### HOW TO COMPLETE THIS TASK:
Each entry is to be output as written, so that none is missing.

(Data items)
-- Opening Marker --

//! Durable per-source state (raw artifacts, checkpoints, fingerprints) and the
//! shared rate-limited HTTP transport for Harvest.

use std::path::Path;

use anyhow::{bail, Context};
use sha2::{Digest, Sha256};
use tokio::fs;
use tokio::io::AsyncWriteExt;
use uuid::Uuid;

pub mod artifact;
pub mod checkpoint;
pub mod fingerprint;
pub mod http;

pub use artifact::{ArtifactStore, StoredArtifact};
pub use checkpoint::{CheckpointStore, FileCheckpointStore};
pub use fingerprint::{decide, DedupEngine, FileFingerprintStore, FingerprintStore};
pub use http::{
    classify_reqwest_error, classify_status, redact_url, BackoffPolicy, FetchError,
    HttpClientConfig, HttpFetcher, HttpProfile, HttpResponse, RetryDisposition,
    SimpleTokenBucket, SourceHttp, TokenBucketConfig,
};
pub use reqwest::{StatusCode, Url};

pub const CRATE_NAME: &str = "harvest-storage";

pub fn sha256_hex(bytes: &[u8]) -> String {
    let mut hasher = Sha256::new();
    hasher.update(bytes);
    hex::encode(hasher.finalize())
}

/// Content fingerprint for normalized text.
pub fn content_hash(text: &str) -> String {
    sha256_hex(text.as_bytes())
}

/// Validates a value used as a single path segment (source name, item id).
pub(crate) fn path_segment(value: &str) -> anyhow::Result<&str> {
    let ok = !value.is_empty()
        && value != "."
        && value != ".."
        && value
            .chars()
            .all(|c| c.is_ascii_alphanumeric() || matches!(c, '-' | '_' | '.'));
    if !ok {
        bail!("`{value}` is not a valid storage key segment");
    }
    Ok(value)
}

/// Replaces `path` with `bytes` through a temp file in the same directory and a rename.
pub(crate) async fn write_atomic(path: &Path, bytes: &[u8]) -> anyhow::Result<()> {
    let Some(parent) = path.parent() else {
        bail!("{} has no parent directory", path.display());
    };
    fs::create_dir_all(parent)
        .await
        .with_context(|| format!("creating directory {}", parent.display()))?;

    let temp_path = parent.join(format!(".{}.{}.tmp", Uuid::new_v4(), bytes.len()));
    let mut file = fs::OpenOptions::new()
        .create_new(true)
        .write(true)
        .open(&temp_path)
        .await
        .with_context(|| format!("opening temp file {}", temp_path.display()))?;
    let written = async {
        file.write_all(bytes).await?;
        file.flush().await?;
        file.sync_all().await
    }
    .await;
    drop(file);
    if let Err(err) = written {
        let _ = fs::remove_file(&temp_path).await;
        return Err(err).with_context(|| format!("writing temp file {}", temp_path.display()));
    }

    if let Err(err) = fs::rename(&temp_path, path).await {
        let _ = fs::remove_file(&temp_path).await;
        return Err(err).with_context(|| {
            format!(
                "atomically renaming {} -> {}",
                temp_path.display(),
                path.display()
            )
        });
    }
    Ok(())
}

#[cfg(test)]
mod tests {
    use super::*;
    use tempfile::tempdir;

    #[test]
    fn hashing_is_stable() {
        assert_eq!(
            sha256_hex(b"hello world"),
            "b94d27b9934d3e08a52e52d7da7dabfac484efe37a5380ee9088f7ace2efcde9"
        );
        assert_eq!(content_hash("hello world"), sha256_hex(b"hello world"));
    }

    #[test]
    fn path_segments_reject_traversal() {
        assert!(path_segment("rss-hn").is_ok());
        assert!(path_segment("a1b2.c3_d4").is_ok());
        assert!(path_segment("..").is_err());
        assert!(path_segment("a/b").is_err());
        assert!(path_segment("").is_err());
    }

    #[tokio::test]
    async fn atomic_write_replaces_and_leaves_no_temp_files() {
        let dir = tempdir().expect("tempdir");
        let path = dir.path().join("nested").join("state.json");
        write_atomic(&path, b"first").await.expect("first write");
        write_atomic(&path, b"second").await.expect("second write");
        assert_eq!(std::fs::read_to_string(&path).unwrap(), "second");

        let leftovers = std::fs::read_dir(path.parent().unwrap())
            .unwrap()
            .filter_map(|e| e.ok())
            .filter(|e| e.file_name().to_string_lossy().ends_with(".tmp"))
            .count();
        assert_eq!(leftovers, 0);
    }
}
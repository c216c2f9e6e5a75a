use std::sync::Arc;

use anyhow::{bail, Context, Result};
use clap::{Parser, Subcommand};
use harvest_core::RunOutcome;
use harvest_sources::{build_registry, SourcesFile};
use harvest_sync::{build_scheduler, schedule_plan, HarvestConfig, Harvester, RunReport};
use tracing::info;
use tracing_subscriber::{fmt, prelude::*, EnvFilter};

#[derive(Debug, Parser)]
#[command(name = "harvest-cli")]
#[command(about = "Incremental fetch runner")]
struct Cli {
    #[command(subcommand)]
    command: Option<Commands>,
}

#[derive(Debug, Subcommand)]
enum Commands {
    /// Run one source now.
    Run { source: String },
    /// Run every configured source concurrently.
    RunAll,
    /// Check a source's prerequisites without fetching or writing.
    DryRun { source: String },
    /// List configured sources and their schedules.
    Sources,
    /// Run sources on their cron schedules until interrupted.
    Schedule,
    /// Serve the JSON status API.
    Serve,
}

fn init_tracing() {
    let filter = EnvFilter::try_from_default_env().unwrap_or_else(|_| EnvFilter::new("info"));
    let json = std::env::var("HARVEST_LOG_FORMAT").is_ok_and(|v| v.eq_ignore_ascii_case("json"));
    if json {
        tracing_subscriber::registry()
            .with(filter)
            .with(fmt::layer().json())
            .init();
    } else {
        tracing_subscriber::registry()
            .with(filter)
            .with(fmt::layer().compact())
            .init();
    }
}

fn load_harvester() -> Result<Harvester> {
    let config = HarvestConfig::from_env();
    let sources = SourcesFile::load(&config.sources_file)
        .with_context(|| format!("loading {}", config.sources_file.display()))?;
    let registry = build_registry(&sources)?;
    Harvester::new(config, registry)
}

fn print_report(report: &RunReport) {
    println!(
        "{} [{}] {}",
        report.run.source,
        report.run.run_id,
        report.result.message()
    );
    for error in &report.errors {
        println!("  {:?} {}", error.kind, error.message);
    }
}

#[tokio::main]
async fn main() -> Result<()> {
    let _ = dotenvy::dotenv();
    init_tracing();

    let cli = Cli::parse();
    let harvester = Arc::new(load_harvester()?);

    match cli.command.unwrap_or(Commands::RunAll) {
        Commands::Run { source } => {
            let report = harvester.run_source(&source).await?;
            print_report(&report);
            if report.run.outcome == RunOutcome::Error {
                bail!("fetch for {source} failed");
            }
        }
        Commands::RunAll => {
            let reports = harvester.run_all().await;
            let failed = reports
                .iter()
                .filter(|r| r.run.outcome == RunOutcome::Error)
                .count();
            for report in &reports {
                print_report(report);
            }
            if failed > 0 {
                bail!("{failed} of {} sources failed", reports.len());
            }
        }
        Commands::DryRun { source } => {
            let result = harvester.dry_run_source(&source).await?;
            println!("{}", result.render());
            if !result.all_passed() {
                bail!("dry run for {source} has failing checks");
            }
        }
        Commands::Sources => {
            for (cron, names) in schedule_plan(harvester.registry(), &harvester.config().sync_cron) {
                println!("{cron}\t{}", names.join(", "));
            }
        }
        Commands::Schedule => {
            let mut sched = build_scheduler(Arc::clone(&harvester)).await?;
            sched.start().await.context("starting scheduler")?;
            info!("scheduler running; ctrl-c to stop");
            tokio::signal::ctrl_c().await.context("waiting for ctrl-c")?;
            sched.shutdown().await.context("stopping scheduler")?;
        }
        Commands::Serve => {
            let sched = harvest_sync::maybe_build_scheduler(Arc::clone(&harvester)).await?;
            if let Some(sched) = &sched {
                sched.start().await.context("starting scheduler")?;
            }
            harvest_web::serve(Arc::clone(&harvester)).await?;
            if let Some(mut sched) = sched {
                sched.shutdown().await.context("stopping scheduler")?;
            }
        }
    }

    Ok(())
}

-- Closing Marker --

### RESULT FOR THIS TASK:
//! Durable per-source state (raw artifacts, checkpoints, fingerprints) and the
//! shared rate-limited HTTP transport for Harvest.

use std::path::Path;

use anyhow::{bail, Context};
use sha2::{Digest, Sha256};
use tokio::fs;
use tokio::io::AsyncWriteExt;
use uuid::Uuid;

pub mod artifact;
pub mod checkpoint;
pub mod fingerprint;
pub mod http;

pub use artifact::{ArtifactStore, StoredArtifact};
pub use checkpoint::{CheckpointStore, FileCheckpointStore};
pub use fingerprint::{decide, DedupEngine, FileFingerprintStore, FingerprintStore};
pub use http::{
    classify_reqwest_error, classify_status, redact_url, BackoffPolicy, FetchError,
    HttpClientConfig, HttpFetcher, HttpProfile, HttpResponse, RetryDisposition,
    SimpleTokenBucket, SourceHttp, TokenBucketConfig,
};
pub use reqwest::{StatusCode, Url};

pub const CRATE_NAME: &str = "harvest-storage";

pub fn sha256_hex(bytes: &[u8]) -> String {
    let mut hasher = Sha256::new();
    hasher.update(bytes);
    hex::encode(hasher.finalize())
}

/// Content fingerprint for normalized text.
pub fn content_hash(text: &str) -> String {
    sha256_hex(text.as_bytes())
}

/// Validates a value used as a single path segment (source name, item id).
pub(crate) fn path_segment(value: &str) -> anyhow::Result<&str> {
    let ok = !value.is_empty()
        && value != "."
        && value != ".."
        && value
            .chars()
            .all(|c| c.is_ascii_alphanumeric() || matches!(c, '-' | '_' | '.'));
    if !ok {
        bail!("`{value}` is not a valid storage key segment");
    }
    Ok(value)
}

/// Replaces `path` with `bytes` through a temp file in the same directory and a rename.
pub(crate) async fn write_atomic(path: &Path, bytes: &[u8]) -> anyhow::Result<()> {
    let Some(parent) = path.parent() else {
        bail!("{} has no parent directory", path.display());
    };
    fs::create_dir_all(parent)
        .await
        .with_context(|| format!("creating directory {}", parent.display()))?;

    let temp_path = parent.join(format!(".{}.{}.tmp", Uuid::new_v4(), bytes.len()));
    let mut file = fs::OpenOptions::new()
        .create_new(true)
        .write(true)
        .open(&temp_path)
        .await
        .with_context(|| format!("opening temp file {}", temp_path.display()))?;
    let written = async {
        file.write_all(bytes).await?;
        file.flush().await?;
        file.sync_all().await
    }
    .await;
    drop(file);
    if let Err(err) = written {
        let _ = fs::remove_file(&temp_path).await;
        return Err(err).with_context(|| format!("writing temp file {}", temp_path.display()));
    }

    if let Err(err) = fs::rename(&temp_path, path).await {
        let _ = fs::remove_file(&temp_path).await;
        return Err(err).with_context(|| {
            format!(
                "atomically renaming {} -> {}",
                temp_path.display(),
                path.display()
            )
        });
    }
    Ok(())
}

#[cfg(test)]
mod tests {
    use super::*;
    use tempfile::tempdir;

    #[test]
    fn hashing_is_stable() {
        assert_eq!(
            sha256_hex(b"hello world"),
            "b94d27b9934d3e08a52e52d7da7dabfac484efe37a5380ee9088f7ace2efcde9"
        );
        assert_eq!(content_hash("hello world"), sha256_hex(b"hello world"));
    }

    #[test]
    fn path_segments_reject_traversal() {
        assert!(path_segment("rss-hn").is_ok());
        assert!(path_segment("a1b2.c3_d4").is_ok());
        assert!(path_segment("..").is_err());
        assert!(path_segment("a/b").is_err());
        assert!(path_segment("").is_err());
    }

    #[tokio::test]
    async fn atomic_write_replaces_and_leaves_no_temp_files() {
        let dir = tempdir().expect("tempdir");
        let path = dir.path().join("nested").join("state.json");
        write_atomic(&path, b"first").await.expect("first write");
        write_atomic(&path, b"second").await.expect("second write");
        assert_eq!(std::fs::read_to_string(&path).unwrap(), "second");

        let leftovers = std::fs::read_dir(path.parent().unwrap())
            .unwrap()
            .filter_map(|e| e.ok())
            .filter(|e| e.file_name().to_string_lossy().ends_with(".tmp"))
            .count();
        assert_eq!(leftovers, 0);
    }
}
repository c216c2f9e6e5a75a
use std::sync::Arc;

use anyhow::{bail, Context, Result};
use clap::{Parser, Subcommand};
use harvest_core::RunOutcome;
use harvest_sources::{build_registry, SourcesFile};
use harvest_sync::{build_scheduler, schedule_plan, HarvestConfig, Harvester, RunReport};
use tracing::info;
use tracing_subscriber::{fmt, prelude::*, EnvFilter};

#[derive(Debug, Parser)]
#[command(name = "harvest-cli")]
#[command(about = "Incremental fetch runner")]
struct Cli {
    #[command(subcommand)]
    command: Option<Commands>,
}

#[derive(Debug, Subcommand)]
enum Commands {
    /// Run one source now.
    Run { source: String },
    /// Run every configured source concurrently.
    RunAll,
    /// Check a source's prerequisites without fetching or writing.
    DryRun { source: String },
    /// List configured sources and their schedules.
    Sources,
    /// Run sources on their cron schedules until interrupted.
    Schedule,
    /// Serve the JSON status API.
    Serve,
}

fn init_tracing() {
    let filter = EnvFilter::try_from_default_env().unwrap_or_else(|_| EnvFilter::new("info"));
    let json = std::env::var("HARVEST_LOG_FORMAT").is_ok_and(|v| v.eq_ignore_ascii_case("json"));
    if json {
        tracing_subscriber::registry()
            .with(filter)
            .with(fmt::layer().json())
            .init();
    } else {
        tracing_subscriber::registry()
            .with(filter)
            .with(fmt::layer().compact())
            .init();
    }
}

fn load_harvester() -> Result<Harvester> {
    let config = HarvestConfig::from_env();
    let sources = SourcesFile::load(&config.sources_file)
        .with_context(|| format!("loading {}", config.sources_file.display()))?;
    let registry = build_registry(&sources)?;
    Harvester::new(config, registry)
}

fn print_report(report: &RunReport) {
    println!(
        "{} [{}] {}",
        report.run.source,
        report.run.run_id,
        report.result.message()
    );
    for error in &report.errors {
        println!("  {:?} {}", error.kind, error.message);
    }
}

#[tokio::main]
async fn main() -> Result<()> {
    let _ = dotenvy::dotenv();
    init_tracing();

    let cli = Cli::parse();
    let harvester = Arc::new(load_harvester()?);

    match cli.command.unwrap_or(Commands::RunAll) {
        Commands::Run { source } => {
            let report = harvester.run_source(&source).await?;
            print_report(&report);
            if report.run.outcome == RunOutcome::Error {
                bail!("fetch for {source} failed");
            }
        }
        Commands::RunAll => {
            let reports = harvester.run_all().await;
            let failed = reports
                .iter()
                .filter(|r| r.run.outcome == RunOutcome::Error)
                .count();
            for report in &reports {
                print_report(report);
            }
            if failed > 0 {
                bail!("{failed} of {} sources failed", reports.len());
            }
        }
        Commands::DryRun { source } => {
            let result = harvester.dry_run_source(&source).await?;
            println!("{}", result.render());
            if !result.all_passed() {
                bail!("dry run for {source} has failing checks");
            }
        }
        Commands::Sources => {
            for (cron, names) in schedule_plan(harvester.registry(), &harvester.config().sync_cron) {
                println!("{cron}\t{}", names.join(", "));
            }
        }
        Commands::Schedule => {
            let mut sched = build_scheduler(Arc::clone(&harvester)).await?;
            sched.start().await.context("starting scheduler")?;
            info!("scheduler running; ctrl-c to stop");
            tokio::signal::ctrl_c().await.context("waiting for ctrl-c")?;
            sched.shutdown().await.context("stopping scheduler")?;
        }
        Commands::Serve => {
            let sched = harvest_sync::maybe_build_scheduler(Arc::clone(&harvester)).await?;
            if let Some(sched) = &sched {
                sched.start().await.context("starting scheduler")?;
            }
            harvest_web::serve(Arc::clone(&harvester)).await?;
            if let Some(mut sched) = sched {
                sched.shutdown().await.context("stopping scheduler")?;
            }
        }
    }

    Ok(())
}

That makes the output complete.